3/S’orienter à écouter le client, le client pour le service public de soin est le citoyen, usager, consommateur, malade, parturiente, accompagnant.afin de cerner et comprendre ses besoins et attentes, de développer le sentiment de confiance ; En identifiant ses besoins et attentes implicites et explicites.
4/Instaurer un système de gestion par processus, afin de réduire les coûts , d’utiliser efficacement les ressources existantes, d’améliorer en continuation les résultats sur des mesures objectives ; En identifiant et gérant les activités, en définissant le rôle et les tâches des personnes, En mettant en place des indicateurs pour chaque processus, en analysant et mesurant les résultats de chaque processus, et en évaluant les risques, conséquences et impacts des activités sur les parties intéressées.
5/Instaurer une mentalité d’amélioration continue du système, en faveur du consommateur, et non pas une gestion de peur, basée sur le principe d’appliquer la loi, hors des interactions dues aux innovations politiques, sociales, économiques et philosophique, influençant l’organisme, si les textes existent, évidement, si non, s’abstenir à trouver une solution, en cas de lacune de texte légale, sans donner de l’importance aux conséquences, qui peuvent en découler ; En réagissant avec souplesse et rapidité face aux opportunités, en déterminant, en prévenant et en remédiant, aux causes de non-conformité et en accroissant ainsi la satisfaction de client, celui interne, à savoir le personnel de l’établissement, et externe, à savoir l’usager du service.
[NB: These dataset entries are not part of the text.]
//! Promostore Server - Main entry point

use std::net::SocketAddr;
use std::time::Duration;

use anyhow::Result;
use axum::{
    extract::State,
    http::StatusCode,
    response::{IntoResponse, Response},
    routing::get,
    Json, Router,
};
use promo_common::logging::{init_logging, LogConfig};
use serde_json::json;
use sqlx::PgPool;
use tokio::signal;
use tower_http::trace::{DefaultMakeSpan, DefaultOnResponse, TraceLayer};
use tracing::info;

use promo_server::{config::Config, db, features, ingest};

#[tokio::main]
async fn main() -> Result<()> {
    // Initialize logging with configuration from environment
    let log_config = LogConfig::from_env()
        .unwrap_or_else(|_| LogConfig::default())
        .with_file_prefix("promo-server");
    init_logging(&log_config)?;

    info!("Starting promostore server");

    // Load configuration; an invalid ingest mode aborts here
    let config = Config::load()?;
    info!(
        mode = %config.ingest.mode,
        input_dir = %config.ingest.input_dir.display(),
        "Configuration loaded - server will bind to {}:{}",
        config.server.host,
        config.server.port
    );

    // Initialize database connection pool
    let pool = db::connect_pool(&config.database).await?;
    info!("Database connection pool established");

    // Run migrations
    sqlx::migrate!("../../migrations")
        .run(&pool)
        .await
        .map_err(|e| anyhow::anyhow!("Failed to run migrations: {}", e))?;
    info!("Database migrations completed");

    // Start the ingestion pipeline; a watch startup failure is fatal
    let watcher = ingest::DropWatcher::spawn(
        &config.ingest.input_dir,
        Duration::from_millis(config.ingest.debounce_ms),
    )?;
    let updater = ingest::StorageUpdater::new(pool.clone(), config.ingest.mode.into());
    tokio::spawn(updater.run(watcher.into_receiver()));
    info!("Storage updater started");

    // Build the application router
    let app = create_router(pool);

    let addr: SocketAddr = format!("{}:{}", config.server.host, config.server.port).parse()?;
    let listener = tokio::net::TcpListener::bind(addr).await?;
    info!("Server listening on {}", addr);

    axum::serve(listener, app)
        .with_graceful_shutdown(shutdown_signal())
        .await?;

    info!("Server shut down gracefully");

    Ok(())
}

/// Create the application router with all routes and middleware
fn create_router(pool: PgPool) -> Router {
    Router::new()
        .route("/health", get(health_check))
        .with_state(pool.clone())
        .merge(features::router(pool))
        .layer(
            TraceLayer::new_for_http()
                .make_span_with(DefaultMakeSpan::new().level(tracing::Level::INFO))
                .on_response(
                    DefaultOnResponse::new()
                        .level(tracing::Level::INFO)
                        .latency_unit(tower_http::LatencyUnit::Micros),
                ),
        )
}

/// Health check handler
async fn health_check(State(pool): State<PgPool>) -> Result<Response, StatusCode> {
    match sqlx::query("SELECT 1").fetch_one(&pool).await {
        Ok(_) => Ok((
            StatusCode::OK,
            Json(json!({
                "status": "healthy",
                "database": "connected"
            })),
        )
            .into_response()),
        Err(e) => {
            tracing::error!("Database health check failed: {:?}", e);
            Err(StatusCode::SERVICE_UNAVAILABLE)
        },
    }
}

/// Wait for Ctrl+C or SIGTERM
async fn shutdown_signal() {
    let ctrl_c = async {
        if let Err(e) = signal::ctrl_c().await {
            tracing::error!("Failed to install Ctrl+C handler: {}", e);
        }
    };

    #[cfg(unix)]
    let terminate = async {
        match signal::unix::signal(signal::unix::SignalKind::terminate()) {
            Ok(mut signal) => {
                signal.recv().await;
            },
            Err(e) => {
                tracing::error!("Failed to install SIGTERM handler: {}", e);
            },
        }
    };

    #[cfg(not(unix))]
    let terminate = std::future::pending::<()>();

    tokio::select! {
        _ = ctrl_c => {},
        _ = terminate => {},
    }

    info!("Shutdown signal received");
}
//! Read queries against the promotions table

use chrono::{DateTime, Utc};
use promo_common::Promotion;
use sqlx::PgPool;
use uuid::Uuid;

#[derive(Debug, sqlx::FromRow)]
struct PromotionRow {
    id: Uuid,
    price: f64,
    expiration_date: DateTime<Utc>,
}

impl From<PromotionRow> for Promotion {
    fn from(row: PromotionRow) -> Self {
        Promotion::new(row.id, row.price, row.expiration_date.fixed_offset())
    }
}

/// Look up a promotion by its stable identity.
pub async fn get_by_id(pool: &PgPool, id: Uuid) -> Result<Option<Promotion>, sqlx::Error> {
    let row = sqlx::query_as::<_, PromotionRow>(
        "SELECT id, price, expiration_date FROM promotions WHERE id = $1",
    )
    .bind(id)
    .fetch_optional(pool)
    .await?;

    Ok(row.map(Promotion::from))
}

/// Look up a promotion by its store-assigned positional sequence.
pub async fn get_by_sequence(pool: &PgPool, sequence: i64) -> Result<Option<Promotion>, sqlx::Error> {
    let row = sqlx::query_as::<_, PromotionRow>(
        "SELECT id, price, expiration_date FROM promotions WHERE sequence = $1",
    )
    .bind(sequence)
    .fetch_optional(pool)
    .await?;

    Ok(row.map(Promotion::from))
}
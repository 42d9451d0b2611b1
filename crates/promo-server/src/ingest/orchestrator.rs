//! Ingestion orchestrator
//!
//! The per-file state machine: acquire (atomic rename), stream (decode into
//! a bounded channel), apply (persistence strategy), finalize (delete on
//! success). Files are processed sequentially by a single consumer loop so
//! that a replace-all rewrite never races another file.
//!
//! Temp-file policy: the `.tmp` rename marks a file as in flight and is
//! removed only after the strategy has durably applied the stream. A
//! leftover `.tmp` therefore always means an interrupted or failed
//! ingestion and is left for operator recovery.

use std::path::{Path, PathBuf};

use sqlx::PgPool;
use tokio::fs::File;
use tokio::sync::mpsc;
use tracing::{error, info, warn};

use super::decoder::{self, DecodeSummary};
use super::strategy::{ApplyOutcome, PersistStrategy};

/// Capacity of the decode → persist hand-off channel. Bounds memory and
/// applies backpressure when persistence lags behind decode.
const RECORD_CHANNEL_CAPACITY: usize = 64;

/// Suffix appended to a drop file while it is owned by the updater.
pub const IN_FLIGHT_SUFFIX: &str = ".tmp";

/// Terminal state of one file's ingestion.
#[derive(Debug, Clone, Copy, PartialEq, Eq)]
pub enum FileStatus {
    /// Records durably applied; temp file removed.
    Applied,
    /// Rename or open failed; nothing was ingested, notification dropped.
    AcquireFailed,
    /// The strategy rejected the batch; temp file kept for recovery.
    ApplyFailed,
}

/// Structured result of one file's ingestion, independent of log output.
#[derive(Debug)]
pub struct FileOutcome {
    pub path: PathBuf,
    pub status: FileStatus,
    pub decode: DecodeSummary,
    pub apply: ApplyOutcome,
}

impl FileOutcome {
    fn failed(path: &Path, status: FileStatus) -> Self {
        Self {
            path: path.to_path_buf(),
            status,
            decode: DecodeSummary::default(),
            apply: ApplyOutcome::default(),
        }
    }
}

/// Consumes file-ready notifications and drives each file through the
/// active persistence strategy.
pub struct StorageUpdater {
    pool: PgPool,
    strategy: PersistStrategy,
}

impl StorageUpdater {
    pub fn new(pool: PgPool, strategy: PersistStrategy) -> Self {
        Self { pool, strategy }
    }

    /// Consume notifications until the channel closes.
    ///
    /// No fault from one file terminates the loop.
    pub async fn run(self, mut ready: mpsc::Receiver<PathBuf>) {
        info!(strategy = ?self.strategy, "Storage updater started");

        while let Some(path) = ready.recv().await {
            let outcome = self.ingest_file(&path).await;
            if outcome.status == FileStatus::Applied {
                info!(
                    path = %outcome.path.display(),
                    applied = outcome.apply.applied,
                    failed = outcome.apply.failed,
                    skipped = outcome.decode.lines_skipped,
                    "Drop file ingested"
                );
            }
        }

        info!("Storage updater stopped");
    }

    /// Ingest one drop file: acquire → stream → apply → finalize.
    pub async fn ingest_file(&self, path: &Path) -> FileOutcome {
        let tmp_path = in_flight_path(path);
        if let Err(err) = tokio::fs::rename(path, &tmp_path).await {
            warn!(path = %path.display(), error = %err, "Failed to acquire drop file");
            return FileOutcome::failed(path, FileStatus::AcquireFailed);
        }

        let file = match File::open(&tmp_path).await {
            Ok(file) => file,
            Err(err) => {
                warn!(path = %tmp_path.display(), error = %err, "Failed to open drop file");
                return FileOutcome::failed(path, FileStatus::AcquireFailed);
            },
        };

        let (tx, rx) = mpsc::channel(RECORD_CHANNEL_CAPACITY);
        let decode_task = tokio::spawn(decoder::stream_records(tmp_path.clone(), file, tx));

        // Blocks until the strategy has consumed the full stream.
        let apply_result = self.strategy.apply(&self.pool, rx).await;

        let decode = match decode_task.await {
            Ok(summary) => summary,
            Err(err) => {
                error!(path = %tmp_path.display(), error = %err, "Decode task panicked");
                DecodeSummary::default()
            },
        };

        match apply_result {
            Ok(apply) => {
                self.release(&tmp_path).await;
                FileOutcome {
                    path: path.to_path_buf(),
                    status: FileStatus::Applied,
                    decode,
                    apply,
                }
            },
            Err(err) => {
                error!(
                    path = %tmp_path.display(),
                    error = %err,
                    "Failed to apply drop file, keeping temp file for recovery"
                );
                FileOutcome {
                    path: path.to_path_buf(),
                    status: FileStatus::ApplyFailed,
                    decode,
                    apply: ApplyOutcome::default(),
                }
            },
        }
    }

    /// Delete the temp file after a successful apply. Non-fatal on failure.
    async fn release(&self, tmp_path: &Path) {
        if let Err(err) = tokio::fs::remove_file(tmp_path).await {
            warn!(path = %tmp_path.display(), error = %err, "Failed to remove temp file");
        }
    }
}

/// The in-flight name of a drop file (`name.csv` → `name.csv.tmp`).
pub fn in_flight_path(path: &Path) -> PathBuf {
    let mut name = path.as_os_str().to_owned();
    name.push(IN_FLIGHT_SUFFIX);
    PathBuf::from(name)
}

#[cfg(test)]
mod tests {
    use super::*;

    #[test]
    fn in_flight_path_appends_suffix() {
        assert_eq!(
            in_flight_path(Path::new("/drop/a.csv")),
            PathBuf::from("/drop/a.csv.tmp")
        );
    }
}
6/Utiliser une approche factuelle pour la prise de décision, fondée sur l’analyse de données et d’information, en vue de démontrer l’efficacité des décisions, par références à des données factuelles et enregistrées, et de développer continuellement la connaissance de l’organisme ; En identifiant les besoins en information ;En identifiant et avoir accès aux sources d’information internes et externes ; En convertissant les informations en connaissance utiles pour les organismes ; En utilisant les données, les informations, et les connaissances utiles pour établir des stratégies, et atteindre les objectifs ; En garantissant la fiabilité et la sécurité des données et informations.
Ces conditions peuvent être réalisables, à la suite d’expression d’une volonté réelle de la part du nouveau gouvernement. Plusieurs associations, établissements peuvent contribuer à la formation du personnel, avec des prix abordables ne couvrant que les dépenses essentielles, à l’instar de la faculté de médecine d’ibn Eljazzar de sousse, dont son doyen Dr Ali Mtiroui est un militant pour instaurer un SMQ, au niveau de la santé Publique, l’université du magreb, l’association Tunisienne de droit à La santé, présidée par Dr Amel Awij…Sans oublier les cadres de la santé qualifiés exclus du système par une majorité ayant le pouvoir, luttant contre la transparence, et la neutralité.